Я не ответила. Только посмотрела на него внимательно и отвернулась. Что это с ним? Какие-то стихи… Ерунда, глупость. Почему это его так взволновало?

Тетка

Тетке снились старухи. Целая куча. Ночной кошмар.

Плотной серой толпой они двигались к молельному дому. В этот раз тетка сама была среди них и шла, влекомая неведомой силой, за дальнюю околицу, на самый край села. Они обошли стороной храм и сельское кладбище, миновали местный рынок, школу, сельсовет. Обогнули озеро, коровники, футбольное поле.

На отшибе стояла изба. Бревенчатый пятистенок, сад, огород. Куры, гуси, утки-индюки. Собака, кошка, оранжевый петух.

У всех старух на головах красовались кокошники из золотой фольги и венки из бумажных цветов. У тетки на голове — фата.

Внутри молельного дома серые стены, чисто выбеленная печь, красные занавески на окнах. В воздухе запах скошенной травы. На полу березовые ветки. Кто-то в углу трясет кадилом, ничего не видно, дым. Резкий звон колокольчика.

Семь старух разом подпрыгнуло к потолку и там зависло. Тетка их не считала, но знала наверняка — их было семь. На головы молящихся посыпались блестки и лепестки бумажных цветов.

Послышалась музыка. Что-то классическое: спаси мя…, спаси мя…

Оставшиеся внизу старухи грохнулись на колени. Тетка продолжала стоять. Те, что сверху, запели. Гнусными мерзкими голосами. Эти, снизу, подхватили. Истово и дребезжаще. Тетка молчала.

Она бы запела, но слов не знала. Она бы им вторила, но они ей не верили. Она бы упала на колени, но ноги ее не слушались.

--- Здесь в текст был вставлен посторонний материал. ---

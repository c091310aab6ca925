//! Canvas input events.
//!
//! Pointer coordinates are screen pixels relative to the canvas's top-left
//! corner. Conversion to logical page units happens in the session, with the
//! [`ViewTransform`] the host reports, and nowhere else.

use sb_core::geometry::{Point, ViewTransform};
use sb_core::id::NodeId;
use sb_core::model::Page;
use sb_core::props::PropValue;

/// One interaction on the canvas.
#[derive(Debug, Clone, PartialEq)]
pub enum CanvasEvent {
    /// Pointer pressed. `target` is the node under the pointer, if any.
    PointerDown { x: f32, y: f32, target: Option<NodeId> },
    PointerMove { x: f32, y: f32 },
    PointerUp,
    /// The node's "connect" handle was pressed.
    StartConnecting { node: NodeId },
    CancelConnecting,
    /// A palette template was dropped at a screen point.
    Drop {
        kind: String,
        x: f32,
        y: f32,
        overrides: Vec<(String, PropValue)>,
    },
    /// A palette template was clicked; it lands at the configured point.
    PaletteClick {
        kind: String,
        overrides: Vec<(String, PropValue)>,
    },
    /// A widget was clicked (toggles it open or closed).
    Click { node: NodeId },
    /// The node's "delete" handle was pressed.
    DeleteNode { node: NodeId },
    /// The pointer left the editor (or the editor was closed).
    Leave,
}

impl CanvasEvent {
    /// Pointer-down with the target found by hit testing the page, for hosts
    /// that do not resolve targets themselves.
    pub fn pointer_down_at(page: &Page, view: &ViewTransform, x: f32, y: f32) -> Self {
        let target = sb_render::hit_test(page, view.to_logical(x, y));
        CanvasEvent::PointerDown { x, y, target }
    }

    /// Screen position, for pointer events.
    pub fn position(&self) -> Option<Point> {
        match self {
            CanvasEvent::PointerDown { x, y, .. }
            | CanvasEvent::PointerMove { x, y }
            | CanvasEvent::Drop { x, y, .. } => Some(Point::new(*x, *y)),
            _ => None,
        }
    }
}

#[cfg(test)]
mod tests {
    use super::*;
    use sb_core::{Node, NodeKind, NodeProps};

    #[test]
    fn pointer_down_resolves_target_in_logical_space() {
        let mut page = Page::new(1);
        page.nodes.push(Node::new(
            NodeId(7),
            NodeProps::defaults(NodeKind::Window),
            Point::new(200.0, 200.0),
            "",
        ));
        let half = ViewTransform::uniform(0.5);
        assert_eq!(
            CanvasEvent::pointer_down_at(&page, &half, 110.0, 110.0),
            CanvasEvent::PointerDown { x: 110.0, y: 110.0, target: Some(NodeId(7)) }
        );
        assert_eq!(
            CanvasEvent::pointer_down_at(&page, &half, 10.0, 10.0),
            CanvasEvent::PointerDown { x: 10.0, y: 10.0, target: None }
        );
    }
}
//! Errors crossing into JavaScript.

use sb_editor::DocumentError;
use thiserror::Error;
use wasm_bindgen::JsValue;

#[derive(Debug, Error)]
pub enum BridgeError {
    #[error("invalid JSON: {0}")]
    Json(#[from] serde_json::Error),
    #[error(transparent)]
    Document(#[from] DocumentError),
    #[error("{0}")]
    Js(String),
}

impl BridgeError {
    /// Describe a value thrown or rejected on the JavaScript side.
    pub fn from_js(value: &JsValue) -> Self {
        let message = value
            .as_string()
            .or_else(|| {
                js_sys::Reflect::get(value, &JsValue::from_str("message"))
                    .ok()
                    .and_then(|m| m.as_string())
            })
            .unwrap_or_else(|| format!("{value:?}"));
        BridgeError::Js(message)
    }
}

impl From<BridgeError> for JsValue {
    fn from(err: BridgeError) -> Self {
        js_sys::Error::new(&err.to_string()).into()
    }
}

— Гордыня, в тебе матушка, гордыня лютая…, — шепот за спиной, стенания.

Тетка посмотрела вниз: лысые затылки, громадные растопыренные пальцы. Тетка посмотрела вверх: качающиеся как груши груди, седые развевающиеся волосы.

Что я здесь делаю, подумала тетка. Кто все эти старухи? Почему мне не страшно?

— Страшно будет, когда проснешься, — тот же шепот за спиной.

— Тогда разбудите меня! — тетка закричала тонким пронзительным голосом.

Ее никто не услышал.

— Пади на колени! — ветер между лопаток.

— Я не могу! — кричит, молча тетка.

— Это гордыня в тебе кричит! Кричит, а вырваться не может! Отпусти ее!

— Помогите! — тетка чувствует, что сорвала голос, а звук из горла так и не появился.

— А что мы можем? — ласково, светло, — мы простые старухи, такие же горемычные, как и ты.

— Я не старуха! — хрипит тетка, — я женщина!

— Страсти тебя съедают, — заботливо, жалеюще, — страсти, они старости подруги. В последний раз, в последний раз…

— Я еще никого не любила! Никогда!

— А вот теперь и полюбишь… И гордыню свою усмиришь…

— Но я же старуха?

— Старуха…, — ответило эхо голосов, — старуха…

— Я не смогу!

— Сможешь, сможешь…

— Кто он — мой суженый?

— Сын твой!

— У меня нет сына! У меня есть дочь!

— И сын тоже будет — ты даже не сомневайся.

Тетка вздрогнула и очнулась. Неужели я уснула прямо за столом?

По монитору лениво плавали разноцветные мультяшные рыбы.